**Required work**.
All lines of the listing that contain "domain" should be shown in full.

**Records for this task**.
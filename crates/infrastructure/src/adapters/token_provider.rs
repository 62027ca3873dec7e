//! Token providers backed by configuration or the environment

use application::error::ApplicationError;
use application::ports::{AuthorizationToken, TokenProvider};
use async_trait::async_trait;
use chrono::{DateTime, Utc};
use secrecy::{ExposeSecret, SecretString};
use std::env;
use tracing::{debug, instrument, warn};

/// Hands out one fixed authorization token
#[derive(Debug, Clone)]
pub struct StaticTokenProvider {
    token: SecretString,
    expires_at: Option<DateTime<Utc>>,
}

impl StaticTokenProvider {
    /// Create a provider for a token that never expires on its own
    pub fn new(token: SecretString) -> Self {
        Self {
            token,
            expires_at: None,
        }
    }

    /// Set the expiry reported with the token
    #[must_use]
    pub const fn with_expiry(mut self, expires_at: DateTime<Utc>) -> Self {
        self.expires_at = Some(expires_at);
        self
    }
}

#[async_trait]
impl TokenProvider for StaticTokenProvider {
    async fn fetch_token(&self) -> Result<AuthorizationToken, ApplicationError> {
        let token = AuthorizationToken::new(self.token.expose_secret());
        Ok(match self.expires_at {
            Some(expires_at) => token.with_expiry(expires_at),
            None => token,
        })
    }
}

/// Reads the authorization token from an environment variable on every fetch
///
/// A rotated token is picked up the next time the session refreshes.
#[derive(Debug, Clone)]
pub struct EnvTokenProvider {
    var: String,
}

impl EnvTokenProvider {
    /// Variable consulted by [`EnvTokenProvider::default`]
    pub const DEFAULT_VAR: &'static str = "MAPFRAME_AUTH_TOKEN";

    /// Read from `var`
    pub fn new(var: impl Into<String>) -> Self {
        Self { var: var.into() }
    }

    /// Variable name
    pub fn var(&self) -> &str {
        &self.var
    }
}

impl Default for EnvTokenProvider {
    fn default() -> Self {
        Self::new(Self::DEFAULT_VAR)
    }
}

#[async_trait]
impl TokenProvider for EnvTokenProvider {
    #[instrument(skip(self), fields(var = %self.var))]
    async fn fetch_token(&self) -> Result<AuthorizationToken, ApplicationError> {
        match env::var(&self.var) {
            Ok(value) => {
                debug!("Read authorization token from environment");
                Ok(AuthorizationToken::new(value))
            },
            Err(env::VarError::NotPresent) => {
                warn!("Authorization token variable not set");
                Err(ApplicationError::NotAuthorized(format!(
                    "Environment variable {} is not set",
                    self.var
                )))
            },
            Err(env::VarError::NotUnicode(_)) => Err(ApplicationError::Configuration(format!(
                "Environment variable {} contains invalid UTF-8",
                self.var
            ))),
        }
    }
}
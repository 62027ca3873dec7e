//! Port definitions for application layer
//!
//! Ports are interfaces that define how the application interacts with
//! the external mapping engine. Adapters in the infrastructure layer
//! implement these ports.

mod directions_port;
mod geocoding_port;
mod search_port;
mod token_port;

#[cfg(test)]
pub use directions_port::MockDirectionsEngine;
pub use directions_port::{DirectionsEngine, RouteQuery};
#[cfg(test)]
pub use geocoding_port::MockGeocodingEngine;
pub use geocoding_port::{GeocodeQuery, GeocodingEngine, ReverseGeocodeQuery};
#[cfg(test)]
pub use search_port::MockSearchEngine;
pub use search_port::{SearchEngine, SearchQuery};
#[cfg(test)]
pub use token_port::MockTokenProvider;
pub use token_port::{AuthorizationToken, TokenProvider};
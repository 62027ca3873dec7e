//! Value Objects - Immutable, identity-less domain primitives

mod bounding_region;
mod coordinate;
mod coordinate_region;
mod feature_visibility;
mod map_item_id;
mod map_point;
mod map_rect;
mod padding;
mod request;
mod screen;
mod style;
mod transport_type;

pub use bounding_region::BoundingRegion;
pub use coordinate::Coordinate;
pub use coordinate_region::{CoordinateRegion, CoordinateSpan};
pub use feature_visibility::FeatureVisibility;
pub use map_item_id::{AnnotationId, OverlayId};
pub use map_point::{MapPoint, MapSize};
pub use map_rect::MapRect;
pub use padding::Padding;
pub use request::{RequestHandle, RequestState};
pub use screen::{ScreenPoint, ViewportSize};
pub use style::{DEFAULT_STYLE_COLOR, FillRule, LineCap, LineJoin, Style};
pub use transport_type::TransportType;

/// Opaque passthrough payload attached by the application
///
/// The engine never inspects these values.
pub type OpaqueValue = serde_json::Value;
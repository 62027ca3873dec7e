//! Application configuration
//!
//! Loaded from an optional `mapframe.toml` in the working directory (or an
//! explicit file), overridden by `MAPFRAME_*` environment variables where a
//! double underscore separates sections, e.g. `MAPFRAME_MAPKIT__LANGUAGE`.

use std::fmt;
use std::path::Path;

use application::{DEFAULT_HISTORY_LIMIT, MAX_REFRESH_LEEWAY_SECS, SessionOptions};
use integration_mapkit::MapKitConfig;
use secrecy::SecretString;
use serde::{Deserialize, Serialize};

use crate::retry::RetryConfig;
use crate::telemetry::{LogFormat, TelemetryConfig};

/// Environment variable prefix
pub const ENV_PREFIX: &str = "MAPFRAME";

/// Default configuration file name, without extension
pub const DEFAULT_CONFIG_FILE: &str = "mapframe";

/// Application environment (development or production)
#[derive(Debug, Clone, Copy, PartialEq, Eq, Default, Serialize, Deserialize)]
#[serde(rename_all = "lowercase")]
pub enum Environment {
    /// Development environment
    #[default]
    Development,
    /// Production environment
    Production,
}

impl fmt::Display for Environment {
    fn fmt(&self, f: &mut fmt::Formatter<'_>) -> fmt::Result {
        match self {
            Self::Development => write!(f, "development"),
            Self::Production => write!(f, "production"),
        }
    }
}

impl std::str::FromStr for Environment {
    type Err = String;

    fn from_str(s: &str) -> Result<Self, Self::Err> {
        match s.to_lowercase().as_str() {
            "development" | "dev" => Ok(Self::Development),
            "production" | "prod" => Ok(Self::Production),
            _ => Err(format!(
                "Invalid environment: {s}. Use 'development' or 'production'"
            )),
        }
    }
}

/// Main application configuration
#[derive(Debug, Clone, Default, Serialize, Deserialize)]
pub struct AppConfig {
    /// Application environment
    #[serde(default)]
    pub environment: Environment,

    /// Maps service configuration
    #[serde(default)]
    pub mapkit: MapKitAppConfig,

    /// Retry behaviour of engine calls
    #[serde(default)]
    pub retry: RetryConfig,

    /// Request bookkeeping of the query objects
    #[serde(default)]
    pub requests: RequestsConfig,

    /// Logging configuration
    #[serde(default)]
    pub telemetry: TelemetryConfig,
}

/// Maps service section
#[derive(Debug, Clone, Serialize, Deserialize)]
pub struct MapKitAppConfig {
    /// Authorization token (JWT) handed to the token exchange
    ///
    /// Prefer `MAPFRAME_MAPKIT__AUTH_TOKEN` over writing it to a file.
    #[serde(default, skip_serializing)]
    pub auth_token: Option<SecretString>,

    /// Default result language (BCP 47)
    #[serde(default)]
    pub language: Option<String>,

    /// Refresh the authorization token this many seconds before it expires
    #[serde(default = "default_refresh_leeway_secs")]
    pub refresh_leeway_secs: u64,

    /// Server API client settings
    #[serde(flatten)]
    pub client: MapKitConfig,
}

const fn default_refresh_leeway_secs() -> u64 {
    30
}

impl Default for MapKitAppConfig {
    fn default() -> Self {
        Self {
            auth_token: None,
            language: None,
            refresh_leeway_secs: default_refresh_leeway_secs(),
            client: MapKitConfig::default(),
        }
    }
}

impl MapKitAppConfig {
    /// Options for the mapping session
    #[must_use]
    pub fn session_options(&self) -> SessionOptions {
        SessionOptions {
            language: self.language.clone(),
            refresh_leeway_secs: self.refresh_leeway_secs,
        }
    }
}

/// Request bookkeeping section
#[derive(Debug, Clone, PartialEq, Eq, Serialize, Deserialize)]
pub struct RequestsConfig {
    /// Finished requests whose state stays inspectable, per query object
    #[serde(default = "default_history_limit")]
    pub history_limit: usize,
}

const fn default_history_limit() -> usize {
    DEFAULT_HISTORY_LIMIT
}

impl Default for RequestsConfig {
    fn default() -> Self {
        Self {
            history_limit: default_history_limit(),
        }
    }
}

impl AppConfig {
    /// Load from `mapframe.toml` (if present) and the environment
    pub fn load() -> Result<Self, config::ConfigError> {
        Self::build(config::File::with_name(DEFAULT_CONFIG_FILE).required(false))
    }

    /// Load from an explicit file and the environment
    pub fn load_from(path: &Path) -> Result<Self, config::ConfigError> {
        Self::build(config::File::from(path).required(true))
    }

    fn build<S>(file: S) -> Result<Self, config::ConfigError>
    where
        S: config::Source + Send + Sync + 'static,
    {
        let config = config::Config::builder()
            .add_source(file)
            .add_source(
                config::Environment::with_prefix(ENV_PREFIX)
                    .prefix_separator("_")
                    .separator("__")
                    .try_parsing(true),
            )
            .build()?;

        let app: Self = config.try_deserialize()?;
        app.validate().map_err(config::ConfigError::Message)?;
        Ok(app)
    }

    /// Check cross-field constraints
    ///
    /// # Errors
    ///
    /// Returns a description of the first invalid setting.
    pub fn validate(&self) -> Result<(), String> {
        self.mapkit
            .client
            .validate()
            .map_err(|e| format!("mapkit: {e}"))?;
        if self.mapkit.refresh_leeway_secs > MAX_REFRESH_LEEWAY_SECS {
            return Err(format!(
                "mapkit.refresh_leeway_secs must not exceed {MAX_REFRESH_LEEWAY_SECS}"
            ));
        }

        if !(0.0..=1.0).contains(&self.retry.jitter_factor) {
            return Err("retry.jitter_factor must be between 0.0 and 1.0".to_string());
        }
        if self.retry.multiplier < 1.0 {
            return Err("retry.multiplier must be at least 1.0".to_string());
        }

        if self.environment == Environment::Production
            && self.telemetry.log_format != LogFormat::Json
        {
            tracing::warn!("Text logs in production; consider telemetry.log_format = \"json\"");
        }
        Ok(())
    }
}
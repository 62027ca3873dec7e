//! Edge-described geographic bounding box

use serde::{Deserialize, Serialize};

use crate::projection;
use crate::value_objects::{Coordinate, CoordinateRegion, CoordinateSpan};

/// An axis-aligned latitude/longitude box given by its four edges
///
/// When `east_longitude < west_longitude` the box crosses the antimeridian.
#[derive(Debug, Clone, Copy, PartialEq, Default, Serialize, Deserialize)]
#[serde(rename_all = "camelCase")]
pub struct BoundingRegion {
    /// Northern edge latitude
    pub north_latitude: f64,
    /// Eastern edge longitude
    pub east_longitude: f64,
    /// Southern edge latitude
    pub south_latitude: f64,
    /// Western edge longitude
    pub west_longitude: f64,
}

impl BoundingRegion {
    /// Create a new bounding region
    #[must_use]
    pub const fn new(
        north_latitude: f64,
        east_longitude: f64,
        south_latitude: f64,
        west_longitude: f64,
    ) -> Self {
        Self {
            north_latitude,
            east_longitude,
            south_latitude,
            west_longitude,
        }
    }

    /// Smallest region covering all coordinates, or `None` for an empty input
    ///
    /// Longitudes are taken as given, so the result never crosses the
    /// antimeridian.
    #[must_use]
    pub fn enclosing<'a, I>(coordinates: I) -> Option<Self>
    where
        I: IntoIterator<Item = &'a Coordinate>,
    {
        coordinates.into_iter().fold(None, |acc, c| {
            let (lat, lon) = (c.latitude(), c.longitude());
            Some(match acc {
                None => Self::new(lat, lon, lat, lon),
                Some(b) => Self::new(
                    b.north_latitude.max(lat),
                    b.east_longitude.max(lon),
                    b.south_latitude.min(lat),
                    b.west_longitude.min(lon),
                ),
            })
        })
    }

    /// Whether the box wraps across the 180th meridian
    #[must_use]
    pub fn crosses_antimeridian(&self) -> bool {
        self.east_longitude < self.west_longitude
    }

    /// Longitude extent in degrees, accounting for antimeridian crossing
    #[must_use]
    pub fn longitude_delta(&self) -> f64 {
        if self.crosses_antimeridian() {
            self.east_longitude + 360.0 - self.west_longitude
        } else {
            self.east_longitude - self.west_longitude
        }
    }

    /// Convert to center and span form
    #[must_use]
    pub fn to_coordinate_region(&self) -> CoordinateRegion {
        let longitude_delta = self.longitude_delta();
        let center = Coordinate::new(
            f64::midpoint(self.north_latitude, self.south_latitude),
            projection::wrap_longitude(self.west_longitude + longitude_delta / 2.0),
        );
        CoordinateRegion::new(
            center,
            CoordinateSpan::new(self.north_latitude - self.south_latitude, longitude_delta),
        )
    }

    /// Whether the coordinate lies within the box, borders included
    #[must_use]
    pub fn contains(&self, coordinate: &Coordinate) -> bool {
        let lat = coordinate.latitude();
        if !(self.south_latitude..=self.north_latitude).contains(&lat) {
            return false;
        }
        let lon = projection::wrap_longitude(coordinate.longitude());
        if self.crosses_antimeridian() {
            lon >= self.west_longitude || lon <= self.east_longitude
        } else {
            (self.west_longitude..=self.east_longitude).contains(&lon)
        }
    }
}
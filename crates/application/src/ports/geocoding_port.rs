//! Geocoding engine port
//!
//! Defines the interface to the external engine that resolves addresses to
//! places and places to addresses. Adapters in the infrastructure layer
//! implement this port on top of the vendor's server API.

use async_trait::async_trait;
use domain::entities::GeocoderResponse;
use domain::value_objects::{Coordinate, CoordinateRegion};
#[cfg(test)]
use mockall::automock;
use serde::{Deserialize, Serialize};

use crate::error::ApplicationError;

/// Forward geocoding query as handed to the engine
#[derive(Debug, Clone, PartialEq, Default, Serialize, Deserialize)]
pub struct GeocodeQuery {
    /// Address or place name, already trimmed
    pub text: String,
    /// Preferred result language (BCP 47)
    pub language: Option<String>,
    /// Hint to prefer results near this position
    pub coordinate: Option<Coordinate>,
    /// Hint to prefer results inside this region
    pub region: Option<CoordinateRegion>,
    /// ISO 3166-1 alpha-2 codes results are limited to
    pub limit_to_countries: Vec<String>,
}

/// Reverse geocoding query as handed to the engine
#[derive(Debug, Clone, PartialEq, Serialize, Deserialize)]
pub struct ReverseGeocodeQuery {
    /// Position to describe
    pub coordinate: Coordinate,
    /// Preferred result language (BCP 47)
    pub language: Option<String>,
}

/// Port for the geocoding engine
#[cfg_attr(test, automock)]
#[async_trait]
pub trait GeocodingEngine: Send + Sync {
    /// Resolve an address or place name to matching places
    async fn geocode(&self, query: &GeocodeQuery) -> Result<GeocoderResponse, ApplicationError>;

    /// Describe the places at a position
    async fn reverse_geocode(
        &self,
        query: &ReverseGeocodeQuery,
    ) -> Result<GeocoderResponse, ApplicationError>;
}
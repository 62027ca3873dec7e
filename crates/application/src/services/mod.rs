//! Application services - query objects and session state

mod directions;
mod geocoder;
mod request_registry;
mod search;
mod session;

pub use directions::{Directions, DirectionsOptions};
pub use geocoder::{Geocoder, GeocoderLookupOptions, GeocoderOptions, GeocoderReverseLookupOptions};
pub use request_registry::{Callback, DEFAULT_HISTORY_LIMIT, RequestRegistry};
pub use search::{
    AutocompleteDelegate, AutocompleteResultHandler, Search, SearchDelegate, SearchLookupOptions,
    SearchOptions, SearchResultHandler,
};
pub use session::{MAX_REFRESH_LEEWAY_SECS, MapKitSession, SessionOptions};
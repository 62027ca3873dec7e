//! Place entity - Geocoding and search result records

use serde::{Deserialize, Serialize};

use crate::value_objects::{BoundingRegion, Coordinate, CoordinateRegion};

/// A location returned by a geocoding or search request
///
/// Places are immutable snapshots owned by the response that produced them.
#[derive(Debug, Clone, PartialEq, Default, Serialize, Deserialize)]
#[serde(rename_all = "camelCase", default)]
pub struct Place {
    /// Display name
    pub name: String,
    /// Position of the place
    pub coordinate: Coordinate,
    /// Single-line address
    pub formatted_address: String,
    /// Suggested region for displaying the place
    pub region: Option<CoordinateRegion>,
    /// Country name
    pub country: Option<String>,
    /// ISO 3166-1 alpha-2 country code
    pub country_code: Option<String>,
    /// State or province
    pub administrative_area: Option<String>,
    /// Abbreviation of the state or province
    pub administrative_area_code: Option<String>,
    /// City
    pub locality: Option<String>,
    /// Neighborhood or district
    pub sub_locality: Option<String>,
    /// Street name
    pub thoroughfare: Option<String>,
    /// House number
    pub sub_thoroughfare: Option<String>,
    /// Street name and house number
    pub full_thoroughfare: Option<String>,
    /// Postal code
    pub post_code: Option<String>,
    /// Landmarks associated with the place
    pub areas_of_interest: Vec<String>,
    /// Neighborhoods associated with the place
    pub dependent_localities: Vec<String>,
    /// Point-of-interest category, e.g. `Restaurant`
    pub point_of_interest_category: Option<String>,
}

impl Place {
    /// Create a place with a name and position
    #[must_use]
    pub fn new(name: impl Into<String>, coordinate: Coordinate) -> Self {
        Self {
            name: name.into(),
            coordinate,
            ..Self::default()
        }
    }

    /// Set the single-line address
    #[must_use]
    pub fn with_formatted_address(mut self, address: impl Into<String>) -> Self {
        self.formatted_address = address.into();
        self
    }

    /// Set the display region
    #[must_use]
    pub const fn with_region(mut self, region: CoordinateRegion) -> Self {
        self.region = Some(region);
        self
    }

    /// Set country and country code
    #[must_use]
    pub fn with_country(mut self, country: impl Into<String>, code: impl Into<String>) -> Self {
        self.country = Some(country.into());
        self.country_code = Some(code.into());
        self
    }

    /// Set the locality
    #[must_use]
    pub fn with_locality(mut self, locality: impl Into<String>) -> Self {
        self.locality = Some(locality.into());
        self
    }

    /// Display region as edge bounds, if known
    #[must_use]
    pub fn bounding_region(&self) -> Option<BoundingRegion> {
        self.region.as_ref().map(CoordinateRegion::to_bounding_region)
    }

    /// Human readable one-liner, falling back to the coordinate
    #[must_use]
    pub fn summary(&self) -> String {
        match (self.name.is_empty(), self.formatted_address.is_empty()) {
            (false, false) if self.name != self.formatted_address => {
                format!("{} ({})", self.name, self.formatted_address)
            },
            (false, _) => self.name.clone(),
            (true, false) => self.formatted_address.clone(),
            (true, true) => self.coordinate.to_string(),
        }
    }
}

/// Result of a forward or reverse geocoding request
#[derive(Debug, Clone, PartialEq, Default, Serialize, Deserialize)]
pub struct GeocoderResponse {
    /// Matching places, best match first
    pub results: Vec<Place>,
}

impl GeocoderResponse {
    /// Create a response from places
    #[must_use]
    pub const fn new(results: Vec<Place>) -> Self {
        Self { results }
    }

    /// Best match, if any
    #[must_use]
    pub fn first(&self) -> Option<&Place> {
        self.results.first()
    }

    /// Whether no place matched
    #[must_use]
    pub fn is_empty(&self) -> bool {
        self.results.is_empty()
    }
}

**Exercise solution**.
//! Value Objects - Immutable, identity-less domain primitives
use domain::entities::GeocoderResponse;
use domain::value_objects::{Coordinate, CoordinateRegion};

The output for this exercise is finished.